## Task item:
Across the listing that follows, work out how many lines carry the string "Cell". Provide that number and nothing else.

## Record set:

- - - -

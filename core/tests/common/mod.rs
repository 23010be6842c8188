//! Shared fixtures for the integration tests.
#![allow(dead_code)]

use lifesim_core::{
    aggregator::WorldStateAggregator,
    backend::{BackendKind, SaveBackend},
    collaborators::register_defaults,
    error::{SaveError, SaveResult},
    narrative::{BufferedTranscript, SceneNode, ScriptedNarrative},
    rng::RngBank,
    snapshot::{CurrentGameState, MigrationLogEntry, SaveRecord},
    store::SaveStore,
    types::{SaveId, SaveTier},
};
use std::{cell::Cell, rc::Rc};

pub const T0: i64 = 1_700_000_000_000;

/// Route `log` output through the test harness. Safe to call repeatedly.
pub fn init_logging() {
    let _ = env_logger::builder().is_test(true).try_init();
}

/// In-memory SaveStore whose writes can be made to fail. Clones share
/// the same store and switch, so a test keeps one handle while the code
/// under test owns another.
#[derive(Clone)]
pub struct FlakyStore {
    inner:       Rc<SaveStore>,
    fail_writes: Rc<Cell<bool>>,
}

impl FlakyStore {
    pub fn new() -> Self {
        Self {
            inner:       Rc::new(SaveStore::init(":memory:").expect("in-memory store")),
            fail_writes: Rc::new(Cell::new(false)),
        }
    }

    pub fn fail_writes(&self, fail: bool) {
        self.fail_writes.set(fail);
    }

    pub fn store(&self) -> &SaveStore {
        &self.inner
    }
}

impl SaveBackend for FlakyStore {
    fn kind(&self) -> BackendKind {
        BackendKind::Transactional
    }

    fn write(&self, record: &SaveRecord) -> SaveResult<SaveId> {
        if self.fail_writes.get() {
            return Err(SaveError::QuotaExceeded { needed: 1 << 30, quota: 1 << 20 });
        }
        self.inner.write_save(record)
    }

    fn read(&self, id: SaveId) -> SaveResult<Option<SaveRecord>> {
        self.inner.read_save(id)
    }

    fn list(&self, tier: Option<SaveTier>) -> SaveResult<Vec<SaveRecord>> {
        self.inner.list_saves(tier)
    }

    fn remove(&self, id: SaveId) -> SaveResult<()> {
        self.inner.remove_save(id)
    }

    fn max_slot(&self, tier: SaveTier) -> SaveResult<Option<u32>> {
        self.inner.max_slot(tier)
    }

    fn request_durability(&self) -> bool {
        false
    }

    fn append_log(&self, entry: &MigrationLogEntry) -> SaveResult<()> {
        self.inner.append_log(entry)
    }

    fn migration_log(&self) -> SaveResult<Vec<MigrationLogEntry>> {
        self.inner.migration_log()
    }

    fn put_current_state(&self, state: &CurrentGameState) -> SaveResult<()> {
        self.inner.put_current_state(state)
    }

    fn current_state(&self) -> SaveResult<Option<CurrentGameState>> {
        self.inner.current_state()
    }
}

/// Default collaborators, a small scene graph, and a transcript surface.
pub fn full_world(seed: u64) -> WorldStateAggregator {
    let mut world = WorldStateAggregator::new();
    register_defaults(&mut world, RngBank::new(seed)).expect("register collaborators");
    world.attach_scene_cursor(Box::new(ScriptedNarrative::new(scenes())));
    world.attach_surface(Box::new(BufferedTranscript::default()));
    world
}

pub fn scenes() -> Vec<SceneNode> {
    vec![
        SceneNode::new("arrival", vec!["You arrive.".into()])
            .with_choice("go_in", "Go inside", Some("farmhouse")),
        SceneNode::new("farmhouse", vec!["Dusty.".into(), "Quiet.".into()])
            .with_choice("sleep", "Sleep", None),
        SceneNode::new("boss_gate", vec!["A shadow blocks the bridge.".into()])
            .with_choice("fight", "Fight", None)
            .with_choice("run", "Run", Some("farmhouse")),
    ]
}

pub fn count_actions(store: &dyn SaveBackend, action: &str) -> usize {
    store
        .migration_log()
        .expect("read migration log")
        .iter()
        .filter(|e| e.action == action)
        .count()
}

- - - -

## Result for this task:
3